+++ DATA SUPPLIED
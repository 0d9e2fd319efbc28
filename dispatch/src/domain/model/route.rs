//! Routing-engine response payloads.
//!
//! Only the fields the planner reads are typed; everything else the engine
//! returns is preserved through a flattened map so the payload reaches the
//! driver app unchanged.

use serde::{Deserialize, Serialize};
use serde_json::{Map, Value};

/// A decoded point of the route shape.
#[derive(Debug, Clone, Copy, PartialEq, Serialize, Deserialize)]
pub struct Coordinate {
    pub lat: f64,
    pub lon: f64,
}

/// One maneuver-aligned stop of the route, shown in the driver app.
#[derive(Debug, Clone, PartialEq, Serialize, Deserialize)]
pub struct Waypoint {
    pub lat: f64,
    pub lon: f64,
    pub name: String,
    pub instruction: String,
}

/// Full route response. `waypoints` and `coordinates` are attached by the
/// planner after extraction; the engine never sends them.
#[derive(Debug, Clone, Serialize, Deserialize)]
pub struct RoutePayload {
    #[serde(skip_serializing_if = "Option::is_none")]
    pub trip: Option<Trip>,
    #[serde(skip_serializing_if = "Option::is_none")]
    pub waypoints: Option<Vec<Waypoint>>,
    #[serde(skip_serializing_if = "Option::is_none")]
    pub coordinates: Option<Vec<Coordinate>>,
    #[serde(flatten)]
    pub extra: Map<String, Value>,
}

#[derive(Debug, Clone, Serialize, Deserialize)]
pub struct Trip {
    #[serde(default)]
    pub legs: Vec<Leg>,
    #[serde(skip_serializing_if = "Option::is_none")]
    pub summary: Option<TripSummary>,
    #[serde(flatten)]
    pub extra: Map<String, Value>,
}

#[derive(Debug, Clone, Serialize, Deserialize)]
pub struct Leg {
    #[serde(default)]
    pub maneuvers: Vec<Maneuver>,
    /// Encoded polyline of the leg geometry, precision 6.
    #[serde(skip_serializing_if = "Option::is_none")]
    pub shape: Option<String>,
    #[serde(flatten)]
    pub extra: Map<String, Value>,
}

#[derive(Debug, Clone, Serialize, Deserialize)]
pub struct Maneuver {
    #[serde(skip_serializing_if = "Option::is_none")]
    pub instruction: Option<String>,
    #[serde(default, skip_serializing_if = "Vec::is_empty")]
    pub street_names: Vec<String>,
    #[serde(skip_serializing_if = "Option::is_none")]
    pub begin_shape_index: Option<usize>,
    /// Segment length in kilometers.
    #[serde(skip_serializing_if = "Option::is_none")]
    pub length: Option<f64>,
    /// Travel time in seconds.
    #[serde(skip_serializing_if = "Option::is_none")]
    pub time: Option<f64>,
    #[serde(flatten)]
    pub extra: Map<String, Value>,
}

#[derive(Debug, Clone, Serialize, Deserialize)]
pub struct TripSummary {
    /// Total length in kilometers.
    #[serde(skip_serializing_if = "Option::is_none")]
    pub length: Option<f64>,
    /// Total travel time in seconds.
    #[serde(skip_serializing_if = "Option::is_none")]
    pub time: Option<f64>,
    #[serde(flatten)]
    pub extra: Map<String, Value>,
}

impl RoutePayload {
    /// Total route length from the trip summary, 0 when absent.
    pub fn summary_length(&self) -> f64 {
        self.trip
            .as_ref()
            .and_then(|t| t.summary.as_ref())
            .and_then(|s| s.length)
            .unwrap_or(0.0)
    }
}

#[cfg(test)]
mod tests {
    use super::*;

    #[test]
    fn test_unknown_fields_survive_round_trip() {
        let raw = serde_json::json!({
            "trip": {
                "legs": [{
                    "maneuvers": [{"instruction": "직진", "street_names": ["한강대로"], "begin_shape_index": 0, "length": 1.2, "time": 90.0, "travel_mode": "drive"}],
                    "shape": "abc",
                    "summary": {"length": 1.2}
                }],
                "summary": {"length": 1.2, "time": 90.0},
                "status": 0
            },
            "id": "route-1"
        });
        let payload: RoutePayload = serde_json::from_value(raw).unwrap();
        let back = serde_json::to_value(&payload).unwrap();
        assert_eq!(back["trip"]["status"], 0);
        assert_eq!(back["id"], "route-1");
        assert_eq!(back["trip"]["legs"][0]["maneuvers"][0]["travel_mode"], "drive");
    }

    #[test]
    fn test_summary_length_defaults_to_zero() {
        let payload = RoutePayload {
            trip: None,
            waypoints: None,
            coordinates: None,
            extra: Map::new(),
        };
        assert_eq!(payload.summary_length(), 0.0);
    }
}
++++++
▶ **WHAT IS REQUIRED**: Would you be able to transcribe every line of the data exactly?

▶ **ANSWER SECTION**:
repository 0d9e2fd319efbc28
filename dispatch/src/domain/model/route.rs
//! Routing-engine response payloads.
//!
//! Only the fields the planner reads are typed; everything else the engine
//! returns is preserved through a flattened map so the payload reaches the
//! driver app unchanged.

use serde::{Deserialize, Serialize};
use serde_json::{Map, Value};

/// A decoded point of the route shape.
#[derive(Debug, Clone, Copy, PartialEq, Serialize, Deserialize)]
pub struct Coordinate {
    pub lat: f64,
    pub lon: f64,
}

/// One maneuver-aligned stop of the route, shown in the driver app.
#[derive(Debug, Clone, PartialEq, Serialize, Deserialize)]
pub struct Waypoint {
    pub lat: f64,
    pub lon: f64,
    pub name: String,
    pub instruction: String,
}

/// Full route response. `waypoints` and `coordinates` are attached by the
/// planner after extraction; the engine never sends them.
#[derive(Debug, Clone, Serialize, Deserialize)]
pub struct RoutePayload {
    #[serde(skip_serializing_if = "Option::is_none")]
    pub trip: Option<Trip>,
    #[serde(skip_serializing_if = "Option::is_none")]
    pub waypoints: Option<Vec<Waypoint>>,
    #[serde(skip_serializing_if = "Option::is_none")]
    pub coordinates: Option<Vec<Coordinate>>,
    #[serde(flatten)]
    pub extra: Map<String, Value>,
}

#[derive(Debug, Clone, Serialize, Deserialize)]
pub struct Trip {
    #[serde(default)]
    pub legs: Vec<Leg>,
    #[serde(skip_serializing_if = "Option::is_none")]
    pub summary: Option<TripSummary>,
    #[serde(flatten)]
    pub extra: Map<String, Value>,
}

#[derive(Debug, Clone, Serialize, Deserialize)]
pub struct Leg {
    #[serde(default)]
    pub maneuvers: Vec<Maneuver>,
    /// Encoded polyline of the leg geometry, precision 6.
    #[serde(skip_serializing_if = "Option::is_none")]
    pub shape: Option<String>,
    #[serde(flatten)]
    pub extra: Map<String, Value>,
}

#[derive(Debug, Clone, Serialize, Deserialize)]
pub struct Maneuver {
    #[serde(skip_serializing_if = "Option::is_none")]
    pub instruction: Option<String>,
    #[serde(default, skip_serializing_if = "Vec::is_empty")]
    pub street_names: Vec<String>,
    #[serde(skip_serializing_if = "Option::is_none")]
    pub begin_shape_index: Option<usize>,
    /// Segment length in kilometers.
    #[serde(skip_serializing_if = "Option::is_none")]
    pub length: Option<f64>,
    /// Travel time in seconds.
    #[serde(skip_serializing_if = "Option::is_none")]
    pub time: Option<f64>,
    #[serde(flatten)]
    pub extra: Map<String, Value>,
}

#[derive(Debug, Clone, Serialize, Deserialize)]
pub struct TripSummary {
    /// Total length in kilometers.
    #[serde(skip_serializing_if = "Option::is_none")]
    pub length: Option<f64>,
    /// Total travel time in seconds.
    #[serde(skip_serializing_if = "Option::is_none")]
    pub time: Option<f64>,
    #[serde(flatten)]
    pub extra: Map<String, Value>,
}

impl RoutePayload {
    /// Total route length from the trip summary, 0 when absent.
    pub fn summary_length(&self) -> f64 {
        self.trip
            .as_ref()
            .and_then(|t| t.summary.as_ref())
            .and_then(|s| s.length)
            .unwrap_or(0.0)
    }
}

#[cfg(test)]
mod tests {
    use super::*;

    #[test]
    fn test_unknown_fields_survive_round_trip() {
        let raw = serde_json::json!({
            "trip": {
                "legs": [{
                    "maneuvers": [{"instruction": "직진", "street_names": ["한강대로"], "begin_shape_index": 0, "length": 1.2, "time": 90.0, "travel_mode": "drive"}],
                    "shape": "abc",
                    "summary": {"length": 1.2}
                }],
                "summary": {"length": 1.2, "time": 90.0},
                "status": 0
            },
            "id": "route-1"
        });
        let payload: RoutePayload = serde_json::from_value(raw).unwrap();
        let back = serde_json::to_value(&payload).unwrap();
        assert_eq!(back["trip"]["status"], 0);
        assert_eq!(back["id"], "route-1");
        assert_eq!(back["trip"]["legs"][0]["maneuvers"][0]["travel_mode"], "drive");
    }

    #[test]
    fn test_summary_length_defaults_to_zero() {
        let payload = RoutePayload {
            trip: None,
            waypoints: None,
            coordinates: None,
            extra: Map::new(),
        };
        assert_eq!(payload.summary_length(), 0.0);
    }
}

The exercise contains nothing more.